Domitien mort, les choses reprirent leur ancien cours. Les honnêtes gens cessèrent de se tenir dans l’ombre, les langues se délièrent, le Sénat redevint agité et vivant, quelquefois même un peu plus que le nouvel empereur, Nerva, ne l’aurait souhaité. Ceux qui avaient été arrêtés dans leur carrière rentrèrent dans le rang ; les honneurs publics, qu’on réservait pour les moins scrupuleux, furent rendus aux plus dignes. Tacite fut consul dès l’année suivante, aussitôt que ce fut possible, et il eut l’occasion de prononcer en cette qualité l’éloge d’un grand personnage, Verginius Rufus, qui venait de mourir à quatre-vingt-trois ans.

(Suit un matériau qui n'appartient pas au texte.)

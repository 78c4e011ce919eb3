//! CSV cache layer, one file per entity.
//!
//! Layout: `{cache_dir}/{stem}.csv` with a header row. Player history stems
//! are the raw app id; item stems are the form-urlencoded item name, which is
//! reversible and cannot collide.
//!
//! Entries are never refreshed: once a file exists it is returned verbatim.
//! Writes are atomic (write to `.csv.tmp`, rename into place). Unreadable files
//! count as misses.

use std::fs;
use std::path::{Path, PathBuf};

use serde::de::DeserializeOwned;
use serde::Serialize;
use tracing::warn;

use super::provider::{DataError, DataSource};
use crate::series::AppId;

/// File-name key for a cached entity.
#[derive(Debug, Clone, PartialEq, Eq, Hash)]
pub struct CacheKey {
    stem: String,
}

impl CacheKey {
    pub fn app(app_id: AppId) -> Self {
        Self {
            stem: app_id.to_string(),
        }
    }

    pub fn item(item_name: &str) -> Self {
        Self {
            stem: url::form_urlencoded::byte_serialize(item_name.as_bytes()).collect(),
        }
    }

    pub fn stem(&self) -> &str {
        &self.stem
    }

    /// Recover the item name from an item key's stem.
    pub fn item_name(&self) -> Option<String> {
        url::form_urlencoded::parse(self.stem.as_bytes())
            .next()
            .map(|(name, _)| name.into_owned())
    }
}

impl std::fmt::Display for CacheKey {
    fn fmt(&self, f: &mut std::fmt::Formatter<'_>) -> std::fmt::Result {
        f.write_str(&self.stem)
    }
}

/// Rows for one key and where they came from.
#[derive(Debug, Clone, PartialEq)]
pub struct CacheEntry<R> {
    pub key: CacheKey,
    pub path: PathBuf,
    pub rows: Vec<R>,
    pub source: DataSource,
}

impl<R> CacheEntry<R> {
    pub fn is_empty(&self) -> bool {
        self.rows.is_empty()
    }
}

/// The CSV cache.
#[derive(Debug, Clone)]
pub struct CsvCache {
    cache_dir: PathBuf,
}

impl CsvCache {
    pub fn new(cache_dir: impl Into<PathBuf>) -> Self {
        Self {
            cache_dir: cache_dir.into(),
        }
    }

    /// Root directory of the cache.
    pub fn cache_dir(&self) -> &Path {
        &self.cache_dir
    }

    pub fn path_for(&self, key: &CacheKey) -> PathBuf {
        self.cache_dir.join(format!("{}.csv", key.stem))
    }

    pub fn contains(&self, key: &CacheKey) -> bool {
        self.path_for(key).is_file()
    }

    /// Load every row for a key.
    pub fn load<R: DeserializeOwned>(&self, key: &CacheKey) -> Result<Vec<R>, DataError> {
        let path = self.path_for(key);
        if !path.is_file() {
            return Err(DataError::NoCachedData {
                key: key.to_string(),
            });
        }

        let mut reader = csv::Reader::from_path(&path)
            .map_err(|e| DataError::CacheError(format!("open {}: {e}", path.display())))?;
        let rows = reader
            .deserialize()
            .collect::<Result<Vec<R>, _>>()
            .map_err(|e| DataError::CacheError(format!("read {}: {e}", path.display())))?;

        if rows.is_empty() {
            return Err(DataError::CacheError(format!(
                "{} has no rows",
                path.display()
            )));
        }
        Ok(rows)
    }

    /// Write rows for a key, replacing any existing file.
    pub fn write<R: Serialize>(&self, key: &CacheKey, rows: &[R]) -> Result<(), DataError> {
        if rows.is_empty() {
            return Err(DataError::CacheError("no rows to cache".into()));
        }

        fs::create_dir_all(&self.cache_dir)
            .map_err(|e| DataError::CacheError(format!("failed to create dir: {e}")))?;

        let path = self.path_for(key);
        let tmp_path = path.with_extension("csv.tmp");

        let written = write_csv(&tmp_path, rows);
        if let Err(e) = written {
            let _ = fs::remove_file(&tmp_path);
            return Err(e);
        }

        fs::rename(&tmp_path, &path).map_err(|e| {
            let _ = fs::remove_file(&tmp_path);
            DataError::CacheError(format!("atomic rename failed: {e}"))
        })
    }

    /// Return the cached rows for `key`, or fetch, persist and return them.
    ///
    /// An empty fetch is returned as-is and not persisted, so the next run
    /// asks again. A failed persist is logged; the fetched rows still return.
    pub fn get_or_fetch<R, F>(&self, key: &CacheKey, fetch: F) -> Result<CacheEntry<R>, DataError>
    where
        R: Serialize + DeserializeOwned,
        F: FnOnce() -> Result<Vec<R>, DataError>,
    {
        let path = self.path_for(key);

        match self.load(key) {
            Ok(rows) => {
                return Ok(CacheEntry {
                    key: key.clone(),
                    path,
                    rows,
                    source: DataSource::Cache,
                })
            }
            Err(DataError::NoCachedData { .. }) => {}
            Err(e) => warn!(key = %key, error = %e, "ignoring unreadable cache file"),
        }

        let rows = fetch()?;
        if !rows.is_empty() {
            if let Err(e) = self.write(key, &rows) {
                warn!(key = %key, error = %e, "failed to persist cache entry");
            }
        }

        Ok(CacheEntry {
            key: key.clone(),
            path,
            rows,
            source: DataSource::Network,
        })
    }
}

fn write_csv<R: Serialize>(path: &Path, rows: &[R]) -> Result<(), DataError> {
    let mut writer = csv::Writer::from_path(path)
        .map_err(|e| DataError::CacheError(format!("create {}: {e}", path.display())))?;
    for row in rows {
        writer
            .serialize(row)
            .map_err(|e| DataError::CacheError(format!("write {}: {e}", path.display())))?;
    }
    writer
        .flush()
        .map_err(|e| DataError::CacheError(format!("flush {}: {e}", path.display())))
}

Deux ans après, le Sénat le chargea, de concert avec son ami Pline le Jeune, de poursuivre un proconsul malhonnête qui vendait des lettres de cachet, comme on faisait sous Louis XV, et l’on nous dit, à ce propos, qu’il avait conservé toute son éloquence. Quant à ses dernières années, elles nous échappent.

  1. Voici une anecdote qui montre à quel point Domitien en était haï. Pline le Jeune raconte qu’étant allé voir un personnage important, nommé Corellius Rufus, il l’avait trouvé souffrant cruellement de la goutte. « Pourquoi croyez-vous, lui dit Corellius, que je me résigne à supporter ces douleurs intolérables ? Je m’en serais délivré par la mort, si je ne voulais survivre à ce brigand, ne fût-ce qu’un jour. » En effet, quand Domitien eut été tué, Corellius se laissa mourir de faim.